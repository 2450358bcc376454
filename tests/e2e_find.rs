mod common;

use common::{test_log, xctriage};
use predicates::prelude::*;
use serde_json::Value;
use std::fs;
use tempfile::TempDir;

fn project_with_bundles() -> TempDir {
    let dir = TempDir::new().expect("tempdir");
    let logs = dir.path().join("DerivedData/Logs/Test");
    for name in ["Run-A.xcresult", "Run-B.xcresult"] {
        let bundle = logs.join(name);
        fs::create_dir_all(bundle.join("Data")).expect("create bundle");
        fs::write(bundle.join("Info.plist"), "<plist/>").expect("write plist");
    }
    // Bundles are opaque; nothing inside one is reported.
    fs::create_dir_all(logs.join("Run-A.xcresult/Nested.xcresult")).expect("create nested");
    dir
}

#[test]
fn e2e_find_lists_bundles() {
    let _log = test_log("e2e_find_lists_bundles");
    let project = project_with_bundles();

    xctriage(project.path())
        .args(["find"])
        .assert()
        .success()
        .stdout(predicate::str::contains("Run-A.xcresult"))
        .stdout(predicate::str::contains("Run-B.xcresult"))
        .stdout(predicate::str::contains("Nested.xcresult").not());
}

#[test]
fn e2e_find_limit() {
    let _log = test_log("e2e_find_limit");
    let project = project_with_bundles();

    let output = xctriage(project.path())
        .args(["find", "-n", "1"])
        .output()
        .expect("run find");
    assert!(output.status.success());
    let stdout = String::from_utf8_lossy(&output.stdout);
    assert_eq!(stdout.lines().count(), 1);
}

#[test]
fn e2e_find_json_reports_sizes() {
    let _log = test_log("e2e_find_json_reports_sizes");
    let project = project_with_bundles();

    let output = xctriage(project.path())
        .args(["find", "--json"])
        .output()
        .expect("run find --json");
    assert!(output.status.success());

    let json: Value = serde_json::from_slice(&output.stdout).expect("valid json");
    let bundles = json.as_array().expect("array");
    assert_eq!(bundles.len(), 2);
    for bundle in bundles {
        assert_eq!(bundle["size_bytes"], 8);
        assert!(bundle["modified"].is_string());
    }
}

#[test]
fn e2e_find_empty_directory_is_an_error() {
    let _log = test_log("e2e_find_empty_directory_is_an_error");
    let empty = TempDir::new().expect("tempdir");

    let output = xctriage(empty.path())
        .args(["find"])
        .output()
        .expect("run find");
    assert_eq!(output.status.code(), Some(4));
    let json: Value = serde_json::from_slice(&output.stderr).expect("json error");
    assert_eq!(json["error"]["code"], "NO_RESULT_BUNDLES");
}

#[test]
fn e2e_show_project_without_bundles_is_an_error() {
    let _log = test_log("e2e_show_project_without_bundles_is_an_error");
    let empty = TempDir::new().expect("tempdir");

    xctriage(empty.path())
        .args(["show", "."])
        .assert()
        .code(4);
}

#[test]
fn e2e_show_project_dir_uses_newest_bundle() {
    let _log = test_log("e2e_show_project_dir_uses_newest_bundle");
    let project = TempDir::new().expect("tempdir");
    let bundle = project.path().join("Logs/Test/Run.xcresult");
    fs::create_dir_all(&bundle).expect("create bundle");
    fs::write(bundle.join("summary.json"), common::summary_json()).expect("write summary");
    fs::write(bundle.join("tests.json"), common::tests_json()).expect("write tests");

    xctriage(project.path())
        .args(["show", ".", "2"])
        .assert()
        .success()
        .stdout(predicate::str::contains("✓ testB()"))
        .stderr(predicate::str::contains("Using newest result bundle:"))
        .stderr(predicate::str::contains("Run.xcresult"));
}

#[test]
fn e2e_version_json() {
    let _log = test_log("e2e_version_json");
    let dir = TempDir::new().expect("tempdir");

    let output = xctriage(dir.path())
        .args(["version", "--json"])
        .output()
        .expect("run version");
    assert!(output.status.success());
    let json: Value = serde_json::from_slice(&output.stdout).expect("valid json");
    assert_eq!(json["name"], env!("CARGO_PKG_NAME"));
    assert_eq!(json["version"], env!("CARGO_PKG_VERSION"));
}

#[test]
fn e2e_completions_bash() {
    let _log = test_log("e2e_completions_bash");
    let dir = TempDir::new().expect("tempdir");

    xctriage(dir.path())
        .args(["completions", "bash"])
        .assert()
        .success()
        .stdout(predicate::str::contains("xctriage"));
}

_ _ _ _ _

## Task item
Which lines above include "create"? Show each of them by copying it.

## Answer space
        fs::create_dir_all(bundle.join("Data")).expect("create bundle");
    fs::create_dir_all(logs.join("Run-A.xcresult/Nested.xcresult")).expect("create nested");
    fs::create_dir_all(&bundle).expect("create bundle");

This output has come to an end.